# ACTION ITEM:
In the material below, find every line with "BatchGetVariableError" and pull it out.

# RECORD EXTRACTS:
##############################

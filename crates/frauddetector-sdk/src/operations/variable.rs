//! Variable operations

use crate::operation::{check_max_results, non_empty_token};
use frauddetector_core::model::{
    BatchCreateVariableError, BatchGetVariableError, Variable, VariableEntry,
};
use frauddetector_core::types::{DataSource, DataType};
use frauddetector_core::validation::{
    check_description, check_identifier, check_length, check_optional, Validate,
};
use frauddetector_core::ValidationError;
use serde::{Deserialize, Serialize};

/// Page size bounds for `GetVariables`
pub const GET_VARIABLES_MAX_RESULTS: (i32, i32) = (50, 100);
/// Entry count bounds for `BatchCreateVariable`
pub const BATCH_CREATE_VARIABLE_ENTRIES: (usize, usize) = (1, 25);
/// Name count bounds for `BatchGetVariable`
pub const BATCH_GET_VARIABLE_NAMES: (usize, usize) = (1, 100);

// =============================================================================
// CreateVariable
// =============================================================================

#[derive(Debug, Clone, PartialEq, Eq, Hash, Serialize, Deserialize)]
#[serde(rename_all = "camelCase")]
pub struct CreateVariableRequest {
    pub name: String,
    pub data_type: DataType,
    pub data_source: DataSource,

    #[serde(default, skip_serializing_if = "Option::is_none")]
    pub default_value: Option<String>,

    #[serde(default, skip_serializing_if = "Option::is_none")]
    pub description: Option<String>,

    #[serde(default, skip_serializing_if = "Option::is_none")]
    pub variable_type: Option<String>,
}

impl CreateVariableRequest {
    pub fn new(name: impl Into<String>, data_type: DataType, data_source: DataSource) -> Self {
        Self {
            name: name.into(),
            data_type,
            data_source,
            default_value: None,
            description: None,
            variable_type: None,
        }
    }

    pub fn with_default_value(mut self, default_value: impl Into<String>) -> Self {
        self.default_value = Some(default_value.into());
        self
    }

    pub fn with_description(mut self, description: impl Into<String>) -> Self {
        self.description = Some(description.into());
        self
    }

    pub fn with_variable_type(mut self, variable_type: impl Into<String>) -> Self {
        self.variable_type = Some(variable_type.into());
        self
    }
}

impl Validate for CreateVariableRequest {
    fn validate(&self) -> Result<(), ValidationError> {
        check_identifier("name", &self.name)?;
        check_optional(self.description.as_deref(), |d| check_description("description", d))
    }
}

#[derive(Debug, Clone, PartialEq, Eq, Default, Serialize, Deserialize)]
pub struct CreateVariableResult {}

operation!(CreateVariableRequest => CreateVariableResult, "CreateVariable");

// =============================================================================
// BatchCreateVariable
// =============================================================================

/// Create up to 25 variables at once
///
/// Entries carry their enum fields as plain strings; each is checked
/// against its vocabulary before sending.
#[derive(Debug, Clone, PartialEq, Eq, Hash, Default, Serialize, Deserialize)]
#[serde(rename_all = "camelCase")]
pub struct BatchCreateVariableRequest {
    pub variable_entries: Vec<VariableEntry>,
}

impl BatchCreateVariableRequest {
    pub fn new(variable_entries: Vec<VariableEntry>) -> Self {
        Self { variable_entries }
    }

    pub fn add_entry(mut self, entry: VariableEntry) -> Self {
        self.variable_entries.push(entry);
        self
    }
}

impl Validate for BatchCreateVariableRequest {
    fn validate(&self) -> Result<(), ValidationError> {
        let (min, max) = BATCH_CREATE_VARIABLE_ENTRIES;
        check_length("variableEntries", self.variable_entries.len(), min, max)?;
        self.variable_entries.validate()
    }
}

/// Entries the service refused; an empty list means every entry was created
#[derive(Debug, Clone, PartialEq, Eq, Default, Serialize, Deserialize)]
#[serde(rename_all = "camelCase")]
pub struct BatchCreateVariableResult {
    #[serde(default)]
    pub errors: Vec<BatchCreateVariableError>,
}

impl BatchCreateVariableResult {
    pub fn is_complete(&self) -> bool {
        self.errors.is_empty()
    }
}

operation!(BatchCreateVariableRequest => BatchCreateVariableResult, "BatchCreateVariable");

// =============================================================================
// BatchGetVariable
// =============================================================================

#[derive(Debug, Clone, PartialEq, Eq, Hash, Default, Serialize, Deserialize)]
#[serde(rename_all = "camelCase")]
pub struct BatchGetVariableRequest {
    pub names: Vec<String>,
}

impl BatchGetVariableRequest {
    pub fn new<I, S>(names: I) -> Self
    where
        I: IntoIterator<Item = S>,
        S: Into<String>,
    {
        Self {
            names: names.into_iter().map(Into::into).collect(),
        }
    }
}

impl Validate for BatchGetVariableRequest {
    fn validate(&self) -> Result<(), ValidationError> {
        let (min, max) = BATCH_GET_VARIABLE_NAMES;
        check_length("names", self.names.len(), min, max)?;
        self.names
            .iter()
            .try_for_each(|name| check_identifier("names", name))
    }
}

#[derive(Debug, Clone, PartialEq, Eq, Default, Serialize, Deserialize)]
#[serde(rename_all = "camelCase")]
pub struct BatchGetVariableResult {
    #[serde(default)]
    pub variables: Vec<Variable>,

    #[serde(default)]
    pub errors: Vec<BatchGetVariableError>,
}

operation!(BatchGetVariableRequest => BatchGetVariableResult, "BatchGetVariable");

// =============================================================================
// GetVariables
// =============================================================================

#[derive(Debug, Clone, PartialEq, Eq, Hash, Default, Serialize, Deserialize)]
#[serde(rename_all = "camelCase")]
pub struct GetVariablesRequest {
    #[serde(default, skip_serializing_if = "Option::is_none")]
    pub name: Option<String>,

    #[serde(default, skip_serializing_if = "Option::is_none")]
    pub next_token: Option<String>,

    #[serde(default, skip_serializing_if = "Option::is_none")]
    pub max_results: Option<i32>,
}

impl GetVariablesRequest {
    pub fn new() -> Self {
        Self::default()
    }

    pub fn with_name(mut self, name: impl Into<String>) -> Self {
        self.name = Some(name.into());
        self
    }

    pub fn with_max_results(mut self, max_results: i32) -> Self {
        self.max_results = Some(max_results);
        self
    }
}

impl Validate for GetVariablesRequest {
    fn validate(&self) -> Result<(), ValidationError> {
        check_optional(self.name.as_deref(), |name| check_identifier("name", name))?;
        check_max_results(self.max_results, GET_VARIABLES_MAX_RESULTS)
    }
}

#[derive(Debug, Clone, PartialEq, Eq, Default, Serialize, Deserialize)]
#[serde(rename_all = "camelCase")]
pub struct GetVariablesResult {
    #[serde(default)]
    pub variables: Vec<Variable>,

    #[serde(
        default,
        deserialize_with = "non_empty_token",
        skip_serializing_if = "Option::is_none"
    )]
    pub next_token: Option<String>,
}

operation!(GetVariablesRequest => GetVariablesResult, "GetVariables");
paginated!(GetVariablesRequest => GetVariablesResult, Variable, variables);

// =============================================================================
// UpdateVariable
// =============================================================================

#[derive(Debug, Clone, PartialEq, Eq, Hash, Serialize, Deserialize)]
#[serde(rename_all = "camelCase")]
pub struct UpdateVariableRequest {
    pub name: String,

    #[serde(default, skip_serializing_if = "Option::is_none")]
    pub default_value: Option<String>,

    #[serde(default, skip_serializing_if = "Option::is_none")]
    pub description: Option<String>,

    #[serde(default, skip_serializing_if = "Option::is_none")]
    pub variable_type: Option<String>,
}

impl UpdateVariableRequest {
    pub fn new(name: impl Into<String>) -> Self {
        Self {
            name: name.into(),
            default_value: None,
            description: None,
            variable_type: None,
        }
    }

    pub fn with_default_value(mut self, default_value: impl Into<String>) -> Self {
        self.default_value = Some(default_value.into());
        self
    }

    pub fn with_description(mut self, description: impl Into<String>) -> Self {
        self.description = Some(description.into());
        self
    }

    pub fn with_variable_type(mut self, variable_type: impl Into<String>) -> Self {
        self.variable_type = Some(variable_type.into());
        self
    }
}

impl Validate for UpdateVariableRequest {
    fn validate(&self) -> Result<(), ValidationError> {
        check_identifier("name", &self.name)?;
        check_optional(self.description.as_deref(), |d| check_description("description", d))
    }
}

#[derive(Debug, Clone, PartialEq, Eq, Default, Serialize, Deserialize)]
pub struct UpdateVariableResult {}

operation!(UpdateVariableRequest => UpdateVariableResult, "UpdateVariable");

#[cfg(test)]
mod tests {
    use super::*;
    use serde_json::json;

    fn entry(name: &str) -> VariableEntry {
        VariableEntry::new(name, DataType::Float, DataSource::Event).with_default_value("0.0")
    }

    #[test]
    fn test_batch_create_entry_bounds() {
        assert_eq!(
            BatchCreateVariableRequest::default().validate().unwrap_err(),
            ValidationError::InvalidLength {
                field: "variableEntries".to_string(),
                length: 0,
                min: 1,
                max: 25,
            }
        );

        let full: Vec<_> = (0..25).map(|i| entry(&format!("var_{i}"))).collect();
        assert!(BatchCreateVariableRequest::new(full.clone()).validate().is_ok());

        let over = BatchCreateVariableRequest::new(full).add_entry(entry("var_25"));
        assert!(matches!(
            over.validate(),
            Err(ValidationError::InvalidLength { length: 26, .. })
        ));
    }

    #[test]
    fn test_batch_create_checks_entry_literals() {
        let mut bad = entry("amount");
        bad.data_type = Some("DECIMAL".to_string());
        let err = BatchCreateVariableRequest::new(vec![bad]).validate().unwrap_err();
        assert_eq!(err.field(), "dataType");
    }

    #[test]
    fn test_batch_get_name_bounds() {
        assert!(BatchGetVariableRequest::new(["email", "ip_address"]).validate().is_ok());
        assert!(BatchGetVariableRequest::new(Vec::<String>::new()).validate().is_err());

        let names: Vec<String> = (0..101).map(|i| format!("v{i}")).collect();
        assert!(matches!(
            BatchGetVariableRequest::new(names).validate(),
            Err(ValidationError::InvalidLength { length: 101, max: 100, .. })
        ));
    }

    #[test]
    fn test_create_variable_wire_shape() {
        let request = CreateVariableRequest::new("email_address", DataType::String, DataSource::Event)
            .with_default_value("<unknown>")
            .with_variable_type("EMAIL_ADDRESS");
        assert!(request.validate().is_ok());
        assert_eq!(
            serde_json::to_value(&request).unwrap(),
            json!({
                "name": "email_address",
                "dataType": "STRING",
                "dataSource": "EVENT",
                "defaultValue": "<unknown>",
                "variableType": "EMAIL_ADDRESS",
            })
        );
    }

    #[test]
    fn test_create_variable_default_value_optional() {
        let request: CreateVariableRequest = serde_json::from_value(json!({
            "name": "amount",
            "dataType": "FLOAT",
            "dataSource": "EVENT"
        }))
        .unwrap();
        assert_eq!(request.default_value, None);
        assert!(request.validate().is_ok());
        assert_eq!(
            serde_json::to_value(&request).unwrap(),
            json!({"name": "amount", "dataType": "FLOAT", "dataSource": "EVENT"})
        );
    }

    #[test]
    fn test_batch_results_default_to_empty() {
        let result: BatchCreateVariableResult = serde_json::from_value(json!({})).unwrap();
        assert!(result.is_complete());

        let result: BatchGetVariableResult = serde_json::from_value(json!({
            "errors": [{"name": "missing", "code": 404, "message": "not found"}]
        }))
        .unwrap();
        assert!(result.variables.is_empty());
        assert_eq!(result.errors[0].code, Some(404));
    }
}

##############################

# SOLUTION TO THIS TASK:
    BatchCreateVariableError, BatchGetVariableError, Variable, VariableEntry,
    pub errors: Vec<BatchGetVariableError>,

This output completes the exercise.